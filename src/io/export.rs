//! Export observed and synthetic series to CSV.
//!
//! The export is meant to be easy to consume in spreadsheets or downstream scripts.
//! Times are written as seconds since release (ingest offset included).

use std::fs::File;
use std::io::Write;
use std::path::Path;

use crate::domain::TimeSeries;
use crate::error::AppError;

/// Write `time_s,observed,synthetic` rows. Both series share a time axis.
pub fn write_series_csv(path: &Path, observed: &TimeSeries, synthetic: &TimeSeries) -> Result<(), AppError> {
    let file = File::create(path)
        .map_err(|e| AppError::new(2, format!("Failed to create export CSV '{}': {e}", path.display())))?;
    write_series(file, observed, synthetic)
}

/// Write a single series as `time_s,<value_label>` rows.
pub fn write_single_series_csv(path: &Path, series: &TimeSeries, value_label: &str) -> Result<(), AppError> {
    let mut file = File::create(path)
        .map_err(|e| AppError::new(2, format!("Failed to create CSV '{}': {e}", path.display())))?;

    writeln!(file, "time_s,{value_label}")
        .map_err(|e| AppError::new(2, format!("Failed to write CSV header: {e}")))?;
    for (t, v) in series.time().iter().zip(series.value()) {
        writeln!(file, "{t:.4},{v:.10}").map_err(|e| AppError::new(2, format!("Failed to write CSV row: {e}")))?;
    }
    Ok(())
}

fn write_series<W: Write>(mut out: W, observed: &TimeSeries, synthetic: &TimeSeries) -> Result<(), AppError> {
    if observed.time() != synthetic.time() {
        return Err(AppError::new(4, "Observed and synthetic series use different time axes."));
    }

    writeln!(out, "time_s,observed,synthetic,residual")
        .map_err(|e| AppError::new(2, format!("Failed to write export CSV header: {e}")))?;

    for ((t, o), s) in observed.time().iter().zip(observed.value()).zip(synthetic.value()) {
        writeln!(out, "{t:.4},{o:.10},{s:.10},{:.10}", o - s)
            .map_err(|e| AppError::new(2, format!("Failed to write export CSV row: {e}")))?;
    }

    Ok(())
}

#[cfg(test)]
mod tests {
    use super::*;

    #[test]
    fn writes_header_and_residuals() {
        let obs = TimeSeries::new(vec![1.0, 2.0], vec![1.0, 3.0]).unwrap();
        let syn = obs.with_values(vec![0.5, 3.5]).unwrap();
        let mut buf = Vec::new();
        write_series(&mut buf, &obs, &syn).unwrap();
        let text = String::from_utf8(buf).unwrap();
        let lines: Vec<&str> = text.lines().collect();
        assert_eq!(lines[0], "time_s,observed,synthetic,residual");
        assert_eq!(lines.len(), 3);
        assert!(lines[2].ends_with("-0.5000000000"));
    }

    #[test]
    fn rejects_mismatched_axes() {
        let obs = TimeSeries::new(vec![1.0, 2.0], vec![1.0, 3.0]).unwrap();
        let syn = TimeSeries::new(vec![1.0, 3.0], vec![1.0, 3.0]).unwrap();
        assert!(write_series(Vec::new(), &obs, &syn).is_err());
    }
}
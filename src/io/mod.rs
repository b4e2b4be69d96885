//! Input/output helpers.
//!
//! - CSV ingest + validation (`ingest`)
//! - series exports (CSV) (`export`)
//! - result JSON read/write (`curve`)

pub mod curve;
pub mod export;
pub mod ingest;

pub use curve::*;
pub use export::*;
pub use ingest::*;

--- --- ---

▶ _ABOUT THIS EXERCISE_:
Set down exactly, and only, the lines of the data above from the line containing "pub mod export;" through the last one.

▶ _RESULT_:
pub mod export;
pub mod ingest;

pub use curve::*;
pub use export::*;
pub use ingest::*;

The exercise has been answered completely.